====== Excerpted data ======

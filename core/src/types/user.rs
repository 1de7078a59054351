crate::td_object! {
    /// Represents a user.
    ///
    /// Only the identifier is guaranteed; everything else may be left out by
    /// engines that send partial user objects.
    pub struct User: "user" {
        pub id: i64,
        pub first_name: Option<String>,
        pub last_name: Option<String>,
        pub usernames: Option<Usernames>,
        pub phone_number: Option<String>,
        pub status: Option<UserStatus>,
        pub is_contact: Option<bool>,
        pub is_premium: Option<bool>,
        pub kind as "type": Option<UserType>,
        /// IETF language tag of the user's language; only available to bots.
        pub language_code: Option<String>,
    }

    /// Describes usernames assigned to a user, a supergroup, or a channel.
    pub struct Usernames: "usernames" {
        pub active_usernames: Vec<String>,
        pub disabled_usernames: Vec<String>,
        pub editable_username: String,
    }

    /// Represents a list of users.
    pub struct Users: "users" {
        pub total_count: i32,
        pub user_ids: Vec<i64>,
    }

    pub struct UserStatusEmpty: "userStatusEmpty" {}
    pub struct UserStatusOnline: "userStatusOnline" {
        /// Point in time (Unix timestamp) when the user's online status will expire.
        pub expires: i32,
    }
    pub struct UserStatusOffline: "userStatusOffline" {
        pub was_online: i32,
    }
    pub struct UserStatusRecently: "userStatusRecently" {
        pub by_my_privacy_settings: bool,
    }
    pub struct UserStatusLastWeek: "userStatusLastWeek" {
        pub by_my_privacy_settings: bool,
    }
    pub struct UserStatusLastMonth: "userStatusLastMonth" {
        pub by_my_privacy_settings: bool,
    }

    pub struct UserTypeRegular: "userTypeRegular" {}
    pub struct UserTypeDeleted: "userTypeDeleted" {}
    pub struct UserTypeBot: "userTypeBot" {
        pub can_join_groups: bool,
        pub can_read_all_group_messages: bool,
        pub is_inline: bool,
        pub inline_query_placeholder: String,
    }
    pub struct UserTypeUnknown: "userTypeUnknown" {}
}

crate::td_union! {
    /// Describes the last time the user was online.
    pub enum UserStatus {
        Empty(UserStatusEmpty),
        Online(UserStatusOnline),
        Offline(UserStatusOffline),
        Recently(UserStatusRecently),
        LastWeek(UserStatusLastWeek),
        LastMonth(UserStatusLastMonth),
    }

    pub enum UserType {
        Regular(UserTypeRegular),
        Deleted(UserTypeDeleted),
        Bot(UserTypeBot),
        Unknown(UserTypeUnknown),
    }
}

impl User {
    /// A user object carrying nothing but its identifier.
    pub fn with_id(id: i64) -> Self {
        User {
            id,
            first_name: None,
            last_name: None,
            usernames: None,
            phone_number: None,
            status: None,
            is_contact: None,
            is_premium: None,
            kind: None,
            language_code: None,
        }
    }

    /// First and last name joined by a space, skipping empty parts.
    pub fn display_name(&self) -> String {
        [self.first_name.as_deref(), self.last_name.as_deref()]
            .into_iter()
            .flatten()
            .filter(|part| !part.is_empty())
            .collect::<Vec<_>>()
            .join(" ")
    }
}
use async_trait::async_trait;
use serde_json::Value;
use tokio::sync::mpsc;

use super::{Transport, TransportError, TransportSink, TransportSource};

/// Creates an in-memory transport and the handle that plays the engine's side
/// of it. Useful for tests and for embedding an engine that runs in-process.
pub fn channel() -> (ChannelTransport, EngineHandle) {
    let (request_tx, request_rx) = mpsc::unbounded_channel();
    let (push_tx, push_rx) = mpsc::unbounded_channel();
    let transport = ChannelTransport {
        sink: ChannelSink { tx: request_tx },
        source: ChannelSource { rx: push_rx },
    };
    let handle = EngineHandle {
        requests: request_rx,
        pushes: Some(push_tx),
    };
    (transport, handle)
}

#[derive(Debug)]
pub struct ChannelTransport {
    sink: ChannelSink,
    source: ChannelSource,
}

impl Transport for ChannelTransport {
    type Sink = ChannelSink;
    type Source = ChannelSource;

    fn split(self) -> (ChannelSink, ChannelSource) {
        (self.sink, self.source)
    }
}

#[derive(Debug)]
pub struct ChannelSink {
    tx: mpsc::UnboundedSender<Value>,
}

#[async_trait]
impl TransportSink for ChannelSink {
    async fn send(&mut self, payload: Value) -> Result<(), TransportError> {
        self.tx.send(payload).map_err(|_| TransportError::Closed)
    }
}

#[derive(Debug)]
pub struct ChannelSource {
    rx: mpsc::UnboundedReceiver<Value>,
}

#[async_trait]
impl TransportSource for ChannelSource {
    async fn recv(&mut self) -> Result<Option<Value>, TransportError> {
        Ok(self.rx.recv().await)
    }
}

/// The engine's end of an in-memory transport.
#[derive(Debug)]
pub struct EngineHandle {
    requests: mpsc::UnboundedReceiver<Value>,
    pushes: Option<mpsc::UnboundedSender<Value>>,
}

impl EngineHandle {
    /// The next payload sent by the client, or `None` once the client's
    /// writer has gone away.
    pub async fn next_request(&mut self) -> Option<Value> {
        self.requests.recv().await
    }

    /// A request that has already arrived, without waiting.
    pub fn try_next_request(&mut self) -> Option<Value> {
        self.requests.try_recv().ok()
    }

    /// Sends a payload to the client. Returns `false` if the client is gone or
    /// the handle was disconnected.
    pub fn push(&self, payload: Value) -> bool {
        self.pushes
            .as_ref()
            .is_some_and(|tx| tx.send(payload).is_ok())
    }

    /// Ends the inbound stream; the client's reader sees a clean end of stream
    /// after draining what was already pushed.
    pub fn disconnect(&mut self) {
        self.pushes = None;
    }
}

======
====== Excerpted data ======

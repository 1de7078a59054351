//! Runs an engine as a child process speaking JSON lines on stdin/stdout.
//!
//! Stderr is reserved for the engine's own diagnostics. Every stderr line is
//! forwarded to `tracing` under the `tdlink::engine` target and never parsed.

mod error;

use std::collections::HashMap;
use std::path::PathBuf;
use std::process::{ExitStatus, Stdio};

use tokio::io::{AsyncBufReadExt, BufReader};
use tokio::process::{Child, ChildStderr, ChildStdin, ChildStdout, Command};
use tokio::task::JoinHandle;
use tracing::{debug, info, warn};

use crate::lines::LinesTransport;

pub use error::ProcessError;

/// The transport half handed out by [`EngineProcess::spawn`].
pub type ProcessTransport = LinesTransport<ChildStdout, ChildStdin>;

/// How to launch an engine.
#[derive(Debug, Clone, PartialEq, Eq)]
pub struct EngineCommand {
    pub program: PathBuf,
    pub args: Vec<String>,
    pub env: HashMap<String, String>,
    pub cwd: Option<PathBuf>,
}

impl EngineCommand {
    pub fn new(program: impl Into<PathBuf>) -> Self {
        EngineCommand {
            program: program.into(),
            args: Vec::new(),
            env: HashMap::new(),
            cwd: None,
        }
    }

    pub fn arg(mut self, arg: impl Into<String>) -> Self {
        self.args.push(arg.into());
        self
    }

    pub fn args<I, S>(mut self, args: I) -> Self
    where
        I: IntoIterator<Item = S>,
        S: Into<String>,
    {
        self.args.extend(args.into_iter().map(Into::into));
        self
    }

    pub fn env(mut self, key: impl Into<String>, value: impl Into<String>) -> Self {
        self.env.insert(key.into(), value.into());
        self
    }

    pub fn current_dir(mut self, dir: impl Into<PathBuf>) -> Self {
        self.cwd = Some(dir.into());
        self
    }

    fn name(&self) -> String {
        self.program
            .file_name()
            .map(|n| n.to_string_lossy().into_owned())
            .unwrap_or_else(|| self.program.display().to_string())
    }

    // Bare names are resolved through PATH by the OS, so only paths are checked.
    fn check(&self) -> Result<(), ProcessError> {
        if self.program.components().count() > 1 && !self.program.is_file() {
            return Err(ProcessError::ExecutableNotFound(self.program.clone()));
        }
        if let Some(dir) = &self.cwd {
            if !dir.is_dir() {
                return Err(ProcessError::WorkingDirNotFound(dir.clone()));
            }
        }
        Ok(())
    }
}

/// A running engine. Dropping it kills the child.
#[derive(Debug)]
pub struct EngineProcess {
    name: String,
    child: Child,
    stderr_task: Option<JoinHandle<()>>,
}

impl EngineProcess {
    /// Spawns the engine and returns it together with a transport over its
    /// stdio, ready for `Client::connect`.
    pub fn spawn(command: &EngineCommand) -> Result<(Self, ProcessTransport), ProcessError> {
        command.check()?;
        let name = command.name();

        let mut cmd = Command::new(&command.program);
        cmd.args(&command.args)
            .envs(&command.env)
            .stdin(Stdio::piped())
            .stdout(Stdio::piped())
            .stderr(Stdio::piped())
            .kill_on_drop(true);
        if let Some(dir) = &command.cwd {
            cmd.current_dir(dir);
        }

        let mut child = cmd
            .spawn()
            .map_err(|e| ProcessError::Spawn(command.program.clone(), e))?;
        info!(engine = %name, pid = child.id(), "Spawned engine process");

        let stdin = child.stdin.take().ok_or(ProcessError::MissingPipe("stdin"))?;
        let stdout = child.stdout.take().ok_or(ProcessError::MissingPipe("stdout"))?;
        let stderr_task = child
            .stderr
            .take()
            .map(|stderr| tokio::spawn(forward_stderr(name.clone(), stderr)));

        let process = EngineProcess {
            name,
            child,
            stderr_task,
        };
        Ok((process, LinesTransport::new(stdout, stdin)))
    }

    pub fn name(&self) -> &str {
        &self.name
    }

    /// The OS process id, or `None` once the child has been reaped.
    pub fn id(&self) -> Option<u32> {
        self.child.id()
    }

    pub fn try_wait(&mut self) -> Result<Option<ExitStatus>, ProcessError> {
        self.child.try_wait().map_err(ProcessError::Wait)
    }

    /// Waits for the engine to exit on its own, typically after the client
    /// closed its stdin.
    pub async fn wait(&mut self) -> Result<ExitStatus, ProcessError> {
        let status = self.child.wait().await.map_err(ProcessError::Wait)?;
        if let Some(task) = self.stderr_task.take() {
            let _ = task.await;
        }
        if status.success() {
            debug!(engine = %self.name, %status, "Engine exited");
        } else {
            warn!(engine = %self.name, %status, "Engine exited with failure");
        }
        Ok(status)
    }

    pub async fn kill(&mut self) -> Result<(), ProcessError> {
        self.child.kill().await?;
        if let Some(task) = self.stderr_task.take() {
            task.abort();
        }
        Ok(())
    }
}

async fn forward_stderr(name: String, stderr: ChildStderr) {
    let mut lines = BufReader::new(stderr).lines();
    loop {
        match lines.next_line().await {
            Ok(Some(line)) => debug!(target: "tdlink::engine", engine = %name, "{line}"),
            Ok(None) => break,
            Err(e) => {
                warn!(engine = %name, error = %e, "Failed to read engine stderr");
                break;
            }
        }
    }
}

======

## Task item
For each line of the entries that holds the word "ExitStatus", pull that line out.

## Exercise result
use std::process::{ExitStatus, Stdio};
    pub fn try_wait(&mut self) -> Result<Option<ExitStatus>, ProcessError> {
    pub async fn wait(&mut self) -> Result<ExitStatus, ProcessError> {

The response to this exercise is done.